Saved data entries
%%

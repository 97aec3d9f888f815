//! Delivery Gateway Adapter: Telegram Bot API over HTTPS.
//!
//! Grounded on the request/response shape of a reqwest-based Bot API client
//! (check status, deserialize `TelegramResponse<T>`, map failures), extended
//! with the permanent/transient classification the sender retry loop needs.

use anyhow::Context as _;
use tracing::warn;

use crate::error::DeliveryError;
use crate::render::Rendered;
use crate::telegram_types::{TelegramResponse, TgUpdate};

#[derive(Clone)]
pub struct TelegramClient {
    http: reqwest::Client,
    base_url: String,
}

const BOTS_CANT_SEND_TO_BOTS: &str = "bots can't send messages to bots";

impl TelegramClient {
    pub fn new(bot_token: &str) -> Self {
        Self {
            http: reqwest::Client::new(),
            base_url: format!("https://api.telegram.org/bot{bot_token}"),
        }
    }

    pub async fn send_message(&self, chat_id: i64, rendered: &Rendered) -> Result<(), DeliveryError> {
        let mut body = serde_json::json!({
            "chat_id": chat_id,
            "text": rendered.text,
        });
        if let Some(keyboard) = &rendered.keyboard {
            body["reply_markup"] = serde_json::to_value(keyboard).unwrap_or_default();
        }
        self.call::<serde_json::Value>("sendMessage", &body).await?;
        Ok(())
    }

    pub async fn answer_callback_query(&self, callback_query_id: &str) -> Result<(), DeliveryError> {
        let body = serde_json::json!({ "callback_query_id": callback_query_id });
        self.call::<serde_json::Value>("answerCallbackQuery", &body).await?;
        Ok(())
    }

    pub async fn get_updates(&self, offset: i64, timeout_secs: i64) -> Result<Vec<TgUpdate>, DeliveryError> {
        let body = serde_json::json!({
            "offset": offset,
            "timeout": timeout_secs,
            "allowed_updates": ["message", "callback_query"],
        });
        self.call("getUpdates", &body).await
    }

    pub async fn set_webhook(&self, url: &str, secret_token: Option<&str>) -> Result<(), DeliveryError> {
        let mut body = serde_json::json!({ "url": url });
        if let Some(secret) = secret_token {
            body["secret_token"] = serde_json::Value::String(secret.to_string());
        }
        self.call::<serde_json::Value>("setWebhook", &body).await?;
        Ok(())
    }

    async fn call<T: serde::de::DeserializeOwned>(&self, method: &str, body: &serde_json::Value) -> Result<T, DeliveryError> {
        let url = format!("{}/{method}", self.base_url);
        let response = self
            .http
            .post(&url)
            .json(body)
            .send()
            .await
            .map_err(|e| DeliveryError::Transient(format!("request to {method} failed: {e}")))?;

        let status = response.status();
        let text = response
            .text()
            .await
            .map_err(|e| DeliveryError::Transient(format!("reading {method} response body failed: {e}")))?;

        let parsed: TelegramResponse<T> = serde_json::from_str(&text)
            .with_context(|| format!("parsing {method} response: {text}"))
            .map_err(|e| DeliveryError::Transient(e.to_string()))?;

        if !parsed.ok {
            let description = parsed.description.unwrap_or_default();
            if is_permanent_telegram_error(&description) {
                return Err(DeliveryError::Permanent(description));
            }
            if status.is_server_error() {
                return Err(DeliveryError::Transient(description));
            }
            warn!(method, status = %status, description = %description, "telegram API call failed");
            return Err(DeliveryError::Transient(description));
        }

        parsed
            .result
            .ok_or_else(|| DeliveryError::Transient(format!("{method}: ok response with no result")))
    }
}

/// Mirrors the original system's permanent-error heuristic: the bot was
/// blocked, the chat is gone, or we're talking to another bot — none of
/// these resolve with a retry.
fn is_permanent_telegram_error(description: &str) -> bool {
    if description.contains(BOTS_CANT_SEND_TO_BOTS) {
        return true;
    }
    description.contains("Forbidden:") && description.to_lowercase().contains("bot")
}

#[cfg(test)]
mod tests {
    use super::*;

    #[test]
    fn classifies_bot_to_bot_as_permanent() {
        assert!(is_permanent_telegram_error("Forbidden: bots can't send messages to bots"));
    }

    #[test]
    fn classifies_blocked_as_permanent() {
        assert!(is_permanent_telegram_error("Forbidden: bot was blocked by the user"));
    }

    #[test]
    fn classifies_rate_limit_as_transient() {
        assert!(!is_permanent_telegram_error("Too Many Requests: retry after 3"));
    }
}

%%

## What you will do
Only a number is expected here: how many lines above contain the word "TelegramClient".

## Response area
2